从死灰中腾跃的焰光照他半张脸,另外那一半被夜色撕扯着,他划过面庞汗水被焰光掐碎,依旧亮晶晶。那一刻我看到他的面容,感到他站在实地上。我突发奇想,想到我没有理由不去爱他。想到这些又想抽自己一耳光,之后我告诉自己,得了吧,别瞎想些有的没的,顺其自然给谁学去了。我不知道把这话告诉过自己多少回,也不知顶不顶用。我想到,我终于无法再拉住他,也就是那时我从心底萌生出第一个奢望。无论如何,我要拉他出来。我这么想,至今也确定不下来,还是在这路上生怕踩空,也怕老青踩空。我当初跟他在龙虎山,比一场,渡一劫,局中吉凶祸福自定,却化不平浩淼之中一切罹难。

诸葛青后来说,谁都没渡过这个劫。我送他心魔幻境一场,他让我输那一次,之后又在他身上,输了千万次。

 

我再见他之前,张楚岚跟我说:老王,我先给你赔个不是,你别生气啊。他这表情稍沾一点抱歉的意味,唇角挑笑,压低眉眼,与眼神里的闪烁相去十万八千里。这孙贼。

诸葛青身上的伤半真半假,他见了我,朝我笑,笑得好似事不关己,嘲弄蓄在眼尾呼之欲出,不知道是给谁,倏然牵到嘴角上一片真伤,嘶两声冷气进去,狐狸尾巴藏不干净。我死死用目光抓他嘴角那抹青紫,恍然间我脸上的那道伤口又复燎,有谁又给我喉咙和肚皮各来一刀,刃具嵌进肌理,剥出一颗心脏来,还带温热的血跳动。我听不到其他响动,万物静止,缄默运行,只听得到诸葛青在一片空白中发声:诶老王,好久不见啊。我仿佛脱离了我,能清楚看到汗顺着我的脸一寸一寸下游,看到诸葛青身上的其他伤口,猛然跌落下去在衣衫绽开,惊起一场梦。我听见自己说:我去。不是,你这怎么回事儿。我影影绰绰感觉到附加在诸葛青身上的事物,也感觉到了我肩上的东西,这风后奇门啊,当真不是什么好东西,我跟了它扯进一堆乱七八糟的事儿,它把诸葛青的伤口乘以无数倍,搅黄我一辈子清静。别人问起来还要拍拍袖子,道一句不后悔,这不撑得么。

可我现在用目光或深或浅描摹他的面容,当真感觉不怎么后悔,这一趟我来,我不来,人间终归是人间,该有什么样就是什么样,顺其自然这个词,其实就是这个用法。
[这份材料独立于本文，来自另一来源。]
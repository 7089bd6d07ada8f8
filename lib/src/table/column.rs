//! Named, typed columns with per-cell missing values.

use crate::error::{PipelineError, Result};
use chrono::{DateTime, Utc};
use serde::{Deserialize, Serialize};
use std::fmt;
use tracing::warn;

/// Logical type of a column.
#[derive(Clone, Copy, Debug, PartialEq, Eq, Hash, Serialize, Deserialize)]
pub enum DType {
    Float,
    Int,
    Bool,
    Str,
    /// UTC instant stored as nanoseconds since the Unix epoch.
    Timestamp,
}

impl DType {
    /// Narrowest type that holds values of both `self` and `other`: numeric
    /// types widen to `Float`, anything else falls back to `Str`.
    pub fn unify(self, other: DType) -> DType {
        use DType::*;
        match (self, other) {
            (a, b) if a == b => a,
            (Int | Float | Bool, Int | Float | Bool) => Float,
            _ => Str,
        }
    }
}

impl fmt::Display for DType {
    fn fmt(&self, f: &mut fmt::Formatter<'_>) -> fmt::Result {
        let name = match self {
            DType::Float => "float",
            DType::Int => "int",
            DType::Bool => "bool",
            DType::Str => "str",
            DType::Timestamp => "timestamp",
        };
        f.write_str(name)
    }
}

/// Storage for a column. `None` marks a missing cell.
#[derive(Clone, Debug, PartialEq, Serialize, Deserialize)]
pub enum ColumnData {
    Float(Vec<Option<f64>>),
    Int(Vec<Option<i64>>),
    Bool(Vec<Option<bool>>),
    Str(Vec<Option<String>>),
    Timestamp(Vec<Option<i64>>),
}

/// A single cell value.
#[derive(Clone, Debug, PartialEq, Serialize, Deserialize)]
pub enum Value {
    Null,
    Float(f64),
    Int(i64),
    Bool(bool),
    Str(String),
    Timestamp(i64),
}

impl Value {
    pub fn is_null(&self) -> bool {
        matches!(self, Value::Null)
    }

    /// Numeric view of the value, if it has one.
    pub fn as_f64(&self) -> Option<f64> {
        match self {
            Value::Float(v) => Some(*v),
            Value::Int(v) | Value::Timestamp(v) => Some(*v as f64),
            Value::Bool(b) => Some(if *b { 1.0 } else { 0.0 }),
            Value::Null | Value::Str(_) => None,
        }
    }

    /// String form used as a join key. Missing values have no key.
    pub fn as_key(&self) -> Option<String> {
        match self {
            Value::Null => None,
            Value::Str(s) => Some(s.clone()),
            Value::Int(v) | Value::Timestamp(v) => Some(v.to_string()),
            Value::Float(v) => Some(v.to_string()),
            Value::Bool(b) => Some(b.to_string()),
        }
    }
}

impl fmt::Display for Value {
    fn fmt(&self, f: &mut fmt::Formatter<'_>) -> fmt::Result {
        match self {
            Value::Null => Ok(()),
            Value::Float(v) => write!(f, "{}", v),
            Value::Int(v) => write!(f, "{}", v),
            Value::Bool(b) => write!(f, "{}", b),
            Value::Str(s) => f.write_str(s),
            Value::Timestamp(ns) => {
                let ts = DateTime::<Utc>::from_timestamp_nanos(*ns);
                write!(f, "{}", ts.format("%Y-%m-%d %H:%M:%S"))
            }
        }
    }
}

/// A named column of a [`Table`](super::Table).
#[derive(Clone, Debug, PartialEq, Serialize, Deserialize)]
pub struct Column {
    name: String,
    data: ColumnData,
}

fn gather<T: Clone>(values: &[Option<T>], indices: &[usize]) -> Vec<Option<T>> {
    indices.iter().map(|&i| values[i].clone()).collect()
}

fn keep<T: Clone>(values: &[Option<T>], mask: &[bool]) -> Vec<Option<T>> {
    values
        .iter()
        .zip(mask)
        .filter(|(_, m)| **m)
        .map(|(v, _)| v.clone())
        .collect()
}

impl Column {
    pub fn new(name: impl Into<String>, data: ColumnData) -> Self {
        Self {
            name: name.into(),
            data,
        }
    }

    pub fn float(name: impl Into<String>, values: Vec<Option<f64>>) -> Self {
        Self::new(name, ColumnData::Float(values))
    }

    pub fn int(name: impl Into<String>, values: Vec<Option<i64>>) -> Self {
        Self::new(name, ColumnData::Int(values))
    }

    pub fn bool(name: impl Into<String>, values: Vec<Option<bool>>) -> Self {
        Self::new(name, ColumnData::Bool(values))
    }

    pub fn str(name: impl Into<String>, values: Vec<Option<String>>) -> Self {
        Self::new(name, ColumnData::Str(values))
    }

    pub fn timestamp(name: impl Into<String>, values: Vec<Option<i64>>) -> Self {
        Self::new(name, ColumnData::Timestamp(values))
    }

    /// Dense float column without missing values.
    pub fn from_f64s(name: impl Into<String>, values: &[f64]) -> Self {
        Self::float(name, values.iter().map(|&v| Some(v)).collect())
    }

    /// Dense string column without missing values.
    pub fn from_strs(name: impl Into<String>, values: &[&str]) -> Self {
        Self::str(name, values.iter().map(|v| Some(v.to_string())).collect())
    }

    /// An all-missing column of the given type.
    pub fn nulls(name: impl Into<String>, dtype: DType, len: usize) -> Self {
        let data = match dtype {
            DType::Float => ColumnData::Float(vec![None; len]),
            DType::Int => ColumnData::Int(vec![None; len]),
            DType::Bool => ColumnData::Bool(vec![None; len]),
            DType::Str => ColumnData::Str(vec![None; len]),
            DType::Timestamp => ColumnData::Timestamp(vec![None; len]),
        };
        Self::new(name, data)
    }

    /// Builds a column of `dtype` from cell values.
    ///
    /// Numeric cells widen into a `Float` column and any cell renders into a
    /// `Str` column. Cells that cannot be represented become missing and are
    /// reported with a warning.
    pub fn from_values(name: impl Into<String>, dtype: DType, values: Vec<Value>) -> Self {
        let present = values.iter().filter(|v| !v.is_null()).count();
        let data = match dtype {
            DType::Float => ColumnData::Float(values.iter().map(Value::as_f64).collect()),
            DType::Int => ColumnData::Int(
                values
                    .into_iter()
                    .map(|v| match v {
                        Value::Int(i) => Some(i),
                        _ => None,
                    })
                    .collect(),
            ),
            DType::Bool => ColumnData::Bool(
                values
                    .into_iter()
                    .map(|v| match v {
                        Value::Bool(b) => Some(b),
                        _ => None,
                    })
                    .collect(),
            ),
            DType::Str => ColumnData::Str(values.iter().map(Value::as_key).collect()),
            DType::Timestamp => ColumnData::Timestamp(
                values
                    .into_iter()
                    .map(|v| match v {
                        Value::Timestamp(t) => Some(t),
                        _ => None,
                    })
                    .collect(),
            ),
        };
        let column = Self::new(name, data);
        let dropped = present.saturating_sub(column.len() - column.null_count());
        if dropped > 0 {
            warn!(
                column = column.name(),
                dtype = %dtype,
                dropped,
                "cells of another type became missing"
            );
        }
        column
    }

    pub fn name(&self) -> &str {
        &self.name
    }

    pub fn rename(&mut self, name: impl Into<String>) {
        self.name = name.into();
    }

    pub fn with_name(mut self, name: impl Into<String>) -> Self {
        self.name = name.into();
        self
    }

    pub fn data(&self) -> &ColumnData {
        &self.data
    }

    pub fn dtype(&self) -> DType {
        match self.data {
            ColumnData::Float(_) => DType::Float,
            ColumnData::Int(_) => DType::Int,
            ColumnData::Bool(_) => DType::Bool,
            ColumnData::Str(_) => DType::Str,
            ColumnData::Timestamp(_) => DType::Timestamp,
        }
    }

    pub fn len(&self) -> usize {
        match &self.data {
            ColumnData::Float(v) => v.len(),
            ColumnData::Int(v) => v.len(),
            ColumnData::Bool(v) => v.len(),
            ColumnData::Str(v) => v.len(),
            ColumnData::Timestamp(v) => v.len(),
        }
    }

    pub fn is_empty(&self) -> bool {
        self.len() == 0
    }

    pub fn value(&self, row: usize) -> Value {
        match &self.data {
            ColumnData::Float(v) => v[row].map_or(Value::Null, Value::Float),
            ColumnData::Int(v) => v[row].map_or(Value::Null, Value::Int),
            ColumnData::Bool(v) => v[row].map_or(Value::Null, Value::Bool),
            ColumnData::Str(v) => v[row].clone().map_or(Value::Null, Value::Str),
            ColumnData::Timestamp(v) => v[row].map_or(Value::Null, Value::Timestamp),
        }
    }

    pub fn is_null(&self, row: usize) -> bool {
        self.value(row).is_null()
    }

    pub fn null_count(&self) -> usize {
        (0..self.len()).filter(|&r| self.is_null(r)).count()
    }

    /// Join key of a row (string form of the cell), `None` when missing.
    pub fn key(&self, row: usize) -> Option<String> {
        self.value(row).as_key()
    }

    /// Rows at `indices`, in that order.
    pub fn take(&self, indices: &[usize]) -> Column {
        let data = match &self.data {
            ColumnData::Float(v) => ColumnData::Float(gather(v, indices)),
            ColumnData::Int(v) => ColumnData::Int(gather(v, indices)),
            ColumnData::Bool(v) => ColumnData::Bool(gather(v, indices)),
            ColumnData::Str(v) => ColumnData::Str(gather(v, indices)),
            ColumnData::Timestamp(v) => ColumnData::Timestamp(gather(v, indices)),
        };
        Column::new(self.name.clone(), data)
    }

    /// Rows where `mask` is true.
    pub fn filter(&self, mask: &[bool]) -> Column {
        let data = match &self.data {
            ColumnData::Float(v) => ColumnData::Float(keep(v, mask)),
            ColumnData::Int(v) => ColumnData::Int(keep(v, mask)),
            ColumnData::Bool(v) => ColumnData::Bool(keep(v, mask)),
            ColumnData::Str(v) => ColumnData::Str(keep(v, mask)),
            ColumnData::Timestamp(v) => ColumnData::Timestamp(keep(v, mask)),
        };
        Column::new(self.name.clone(), data)
    }

    fn mismatch(&self, expected: &str) -> PipelineError {
        PipelineError::TypeMismatch {
            column: self.name.clone(),
            expected: expected.to_string(),
            got: self.dtype().to_string(),
        }
    }

    /// Numeric view. Bools map to 0/1 and timestamps to nanoseconds.
    pub fn to_f64(&self) -> Result<Vec<Option<f64>>> {
        match &self.data {
            ColumnData::Float(v) => Ok(v.clone()),
            ColumnData::Int(v) | ColumnData::Timestamp(v) => {
                Ok(v.iter().map(|x| x.map(|i| i as f64)).collect())
            }
            ColumnData::Bool(v) => Ok(v
                .iter()
                .map(|x| x.map(|b| if b { 1.0 } else { 0.0 }))
                .collect()),
            ColumnData::Str(_) => Err(self.mismatch("numeric")),
        }
    }

    pub fn as_str(&self) -> Result<&[Option<String>]> {
        match &self.data {
            ColumnData::Str(v) => Ok(v),
            _ => Err(self.mismatch("str")),
        }
    }

    pub fn as_int(&self) -> Result<&[Option<i64>]> {
        match &self.data {
            ColumnData::Int(v) => Ok(v),
            _ => Err(self.mismatch("int")),
        }
    }

    pub fn as_timestamps(&self) -> Result<&[Option<i64>]> {
        match &self.data {
            ColumnData::Timestamp(v) => Ok(v),
            _ => Err(self.mismatch("timestamp")),
        }
    }
}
我曾经告诉过张楚岚,你们公司的破事儿我不想牵扯。可最后我还是被扯进来,眼耳鼻舌身意全坠下去,蛛网将我团团裹覆,凶险与末路皆披上糖衣藏得天衣无缝。就单只因为诸葛青不同。

我看到他站起身,手臂伸出来,挂了一点彩,他还是笑,仿佛在我这里就只有这一个神情能被看到,他从来不是爱向人诉苦的类型。老青说:抱一下呗。咱们好久没见了。我一时不知道该说什么,嗨一声算是叹息,拥住他时发现他整个人削瘦得厉害,肩膀单薄的骨骸在怀里硌得能杀人,他胸膛起伏的频率有些乱,手在我背上不安分地敲。我抱住他,连带抱住他身上附庸的所有过往。告诉他,欢迎回来。老青。

欢迎回来。

我想到我在旅店里为他卜的那卦,光团小得像匿踞在他眼里的那抹,一样问不出个所以然。此卦终是无解。